So you think you have cyber insurance? | AI Index Report
CyberInsights #136 - Cyber Risks are inadequately covered by policies | The seventh edition of the Stanford AI Index report is out
Study shows an average of US$ 27.3 million gap in uncovered losses per incident
It’s a small sample size, but the output is believable.
Cyber insurance is comparatively new.The coverages offered by various insurers are not yet standardised.
Buyers of cyber insurance do not know what they are buying. They do not know the coverages they want.
Combine the two and you get the ‘cyber insurance gap’.
This paper [LINK] by Cye Security [LINK] validates the above theory.
The report is just about 10 pages. The sample size is 101 incidents. It’s an interesting read.
Take Action:
For the insurance buyer, there are two tasks:
Review your top risks - what risks are you most worried about materialising in spite of mitigating them? Make a list of the risks that might cause the biggest financial loss, should they materialise. You might have to do some form of Cyber Risk Quantification for this.
Review your insurance policy - Are these risks covered? Get into a conversation with your broker and insurer and check if all your risks are covered. Identify gaps and find out how you can get them added to the policy.
For the underwriter:
It’s quite normal to do your own assessment of the risk that you are underwriting. However, if the buyer has done a thorough risk assessment (not a compliance check), consider the top risks that are presented to you and understand why the organisation believes that they are the biggest risks.
If you think you can trust the process of risk assessment by the buyer, consider if you want to add the covers expected (depending on treaties, of course).
How is AI growth progressing in society?
From the expected “regulations in AI are increasing” to analysing that industry has contributed more to AI models than academia, this report by Stanford provides an exciting read.
Nestor Maslej, Loredana Fattorini, Raymond Perrault, Vanessa Parli, Anka Reuel, Erik Brynjolfsson, John Etchemendy, Katrina Ligett, Terah Lyons, James Manyika, Juan Carlos Niebles, Yoav Shoham, Russell Wald, and Jack Clark,
“The AI Index 2024 Annual Report,” AI Index Steering Committee, Institute for Human-Centered AI, Stanford University, Stanford, CA, April 2024.
The AI Index 2024 Annual Report by Stanford University is licensed under Attribution-NoDerivatives 4.0 International.
This is the seventh edition of the AI index report. I have stumbled upon it for the first time - clearly late to the AI party.
The report is an interesting read. This report [LINK] is not as small as the 10 page one on cyber insurance, but more than 500 pages. You don’t have to read through the details if you are not interested - the first two pages give you the summary. The details are interesting though.
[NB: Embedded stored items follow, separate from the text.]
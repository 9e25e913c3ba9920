use super::evolution_engine::ProgressCallback;

pub struct ConsoleProgressCallback;

impl ProgressCallback for ConsoleProgressCallback {
    fn on_generation_start(&mut self, _generation: usize) {}

    fn on_generation_complete(&mut self, generation: usize, best_fitness: u64, best_output: i64) {
        println!(
            "Generation {}: Best Fitness = {}, Output = {}",
            generation, best_fitness, best_output
        );
    }
}

// For embedding the engine behind a channel (UI, remote monitoring).
pub struct ChannelProgressCallback {
    sender: std::sync::mpsc::Sender<ProgressMessage>,
}

#[derive(Debug, Clone, PartialEq, Eq)]
pub enum ProgressMessage {
    GenerationStart(usize),
    GenerationComplete {
        generation: usize,
        best_fitness: u64,
        best_output: i64,
    },
}

impl ChannelProgressCallback {
    pub fn new(sender: std::sync::mpsc::Sender<ProgressMessage>) -> Self {
        Self { sender }
    }
}

impl ProgressCallback for ChannelProgressCallback {
    fn on_generation_start(&mut self, generation: usize) {
        let _ = self.sender.send(ProgressMessage::GenerationStart(generation));
    }

    fn on_generation_complete(&mut self, generation: usize, best_fitness: u64, best_output: i64) {
        let _ = self.sender.send(ProgressMessage::GenerationComplete {
            generation,
            best_fitness,
            best_output,
        });
    }
}
use super::{
    evolution::EvolutionConfig, fitness::FitnessConfig, machine::MachineConfig,
    traits::ConfigSection,
};
use crate::error::BytevolveError;
use serde::{Deserialize, Serialize};
use std::path::Path;
use std::sync::{Arc, RwLock};

#[derive(Debug, Clone, Serialize, Deserialize, Default)]
#[serde(default)]
pub struct AppConfig {
    pub evolution: EvolutionConfig,
    pub machine: MachineConfig,
    pub fitness: FitnessConfig,
}

impl AppConfig {
    pub fn validate(&self) -> Result<(), BytevolveError> {
        self.evolution.validate()?;
        self.machine.validate()?;
        self.fitness.validate()?;
        Ok(())
    }
}

pub struct ConfigManager {
    config: Arc<RwLock<AppConfig>>,
}

impl ConfigManager {
    pub fn new() -> Self {
        Self {
            config: Arc::new(RwLock::new(AppConfig::default())),
        }
    }

    pub fn load_from_file<P: AsRef<Path>>(&self, path: P) -> Result<(), BytevolveError> {
        let contents = std::fs::read_to_string(path)
            .map_err(|e| BytevolveError::Configuration(format!("Failed to read config: {}", e)))?;

        let config: AppConfig = toml::from_str(&contents)
            .map_err(|e| BytevolveError::Configuration(format!("Failed to parse config: {}", e)))?;

        config.validate()?;

        *self.config.write().unwrap() = config;
        Ok(())
    }

    pub fn save_to_file<P: AsRef<Path>>(&self, path: P) -> Result<(), BytevolveError> {
        let config = self.config.read().unwrap();
        let toml_str = toml::to_string_pretty(&*config)
            .map_err(|e| BytevolveError::Configuration(format!("Failed to serialize: {}", e)))?;

        std::fs::write(path, toml_str)
            .map_err(|e| BytevolveError::Configuration(format!("Failed to write config: {}", e)))?;

        Ok(())
    }

    pub fn get(&self) -> AppConfig {
        self.config.read().unwrap().clone()
    }

    pub fn update<F>(&self, f: F) -> Result<(), BytevolveError>
    where
        F: FnOnce(&mut AppConfig),
    {
        let mut config = self.config.write().unwrap();
        f(&mut config);
        config.validate()?;
        Ok(())
    }
}

impl Default for ConfigManager {
    fn default() -> Self {
        Self::new()
    }
}

#[cfg(test)]
mod tests {
    use super::*;

    #[test]
    fn default_config_validates() {
        assert!(AppConfig::default().validate().is_ok());
    }

    #[test]
    fn toml_round_trip() {
        let config = AppConfig::default();
        let toml_str = toml::to_string_pretty(&config).unwrap();
        let parsed: AppConfig = toml::from_str(&toml_str).unwrap();
        assert_eq!(parsed.evolution.population_size, config.evolution.population_size);
        assert_eq!(parsed.machine.inputs, config.machine.inputs);
        assert_eq!(parsed.fitness.target, config.fitness.target);
    }

    #[test]
    fn rejects_out_of_range_mutation_rate() {
        let mut config = AppConfig::default();
        config.evolution.mutation_rate = 1.5;
        assert!(config.validate().is_err());
    }

    #[test]
    fn rejects_empty_input_vector() {
        let mut config = AppConfig::default();
        config.machine.inputs.clear();
        assert!(config.validate().is_err());
    }

    #[test]
    fn update_validates_the_result() {
        let manager = ConfigManager::new();
        let result = manager.update(|c| c.evolution.population_size = 0);
        assert!(result.is_err());
    }
}
use serde::{Deserialize, Serialize};

/// Genome representation for the evolved programs
///
/// A genome is a fixed-length sequence of opcode bytes executed directly by
/// the virtual machine. Operand bytes are not encoded separately: an
/// operand-carrying opcode reads the next byte of the same stream, so every
/// byte position is simultaneously a potential opcode and a potential
/// operand.
///
/// # Why a flat byte sequence?
///
/// Genetic operators work best on simple, linear structures:
/// - **Crossover**: swapping segments is trivial (slice copying)
/// - **Mutation**: replacing individual bytes is straightforward
/// - **No invalid states**: the machine's guard policy makes every byte
///   sequence executable, so any child is a legal program
pub type Genome = Vec<u8>;

/// Fitness assigned to candidates that have not been evaluated yet. The
/// worst representable distance, so any evaluated candidate beats it.
pub const UNEVALUATED: u64 = u64::MAX;

/// One member of the population: a program plus its evaluated fitness.
#[derive(Debug, Clone, Serialize, Deserialize)]
pub struct Candidate {
    pub code: Genome,
    pub fitness: u64,
}

impl Candidate {
    pub fn unevaluated(code: Genome) -> Self {
        Self {
            code,
            fitness: UNEVALUATED,
        }
    }
}
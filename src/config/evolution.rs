use super::traits::ConfigSection;
use crate::error::BytevolveError;
use serde::{Deserialize, Serialize};

#[derive(Debug, Clone, Serialize, Deserialize)]
pub struct EvolutionConfig {
    pub population_size: usize,
    pub num_generations: usize,
    /// Length in bytes of every candidate program.
    pub code_length: usize,
    /// Per-byte replacement probability in [0, 1].
    pub mutation_rate: f64,
    pub tournament_size: usize,
    pub hall_of_fame_size: usize,
    /// Fixed RNG seed for reproducible runs; None seeds from entropy.
    pub seed: Option<u64>,
}

impl Default for EvolutionConfig {
    fn default() -> Self {
        Self {
            population_size: 100,
            num_generations: 100,
            code_length: 100,
            mutation_rate: 0.20,
            tournament_size: 5,
            hall_of_fame_size: 10,
            seed: None,
        }
    }
}

impl ConfigSection for EvolutionConfig {
    fn section_name() -> &'static str {
        "evolution"
    }

    fn validate(&self) -> Result<(), BytevolveError> {
        if self.population_size < 1 {
            return Err(BytevolveError::Configuration(
                "Population size must be at least 1".to_string(),
            ));
        }
        if self.code_length < 1 {
            return Err(BytevolveError::Configuration(
                "Code length must be at least 1".to_string(),
            ));
        }
        if self.mutation_rate < 0.0 || self.mutation_rate > 1.0 {
            return Err(BytevolveError::Configuration(
                "Mutation rate must be between 0 and 1".to_string(),
            ));
        }
        if self.tournament_size < 1 {
            return Err(BytevolveError::Configuration(
                "Tournament size must be at least 1".to_string(),
            ));
        }
        if self.hall_of_fame_size < 1 {
            return Err(BytevolveError::Configuration(
                "Hall of fame size must be at least 1".to_string(),
            ));
        }
        Ok(())
    }
}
The report has 9 chapters, ranging from Responsible AI to Public Opinion. Read the section that you are interested in.
Here are the top 10 takeaways according to the report:
AI beats humans on some tasks, but not all (we knew we were better than those pesky LLMs..)
Industry continues to dominate frontier AI tech (more models from industry than from academia. Industry is spending big bucks on AI)
The United States leads China, the EU, and the U.K. as the leading source of top AI models. (where the most research seems to be happening)
Robust and standardized evaluations for LLM responsibility are seriously lacking (nobody seems to know how to evaluate a given LLM)
Generative AI investment skyrockets (more money going into AI research)
The data is in: AI makes workers more productive and leads to higher quality work (More productive, I can agree, but I find it difficult to believe that the work is higher quality)
Scientific progress accelerates even further, thanks to AI (AI will lead to faster scientific research and breakthroughs)
The number of AI regulations in the United States sharply increases (globally, I guess)
People across the globe are more cognizant of AI’s potential impact—and more nervous (Of course I am nervous - an AI might have written this in half the time that I am taking)
Take Action:
This is more of an informational article. Read it to understand how AI is progressing in society.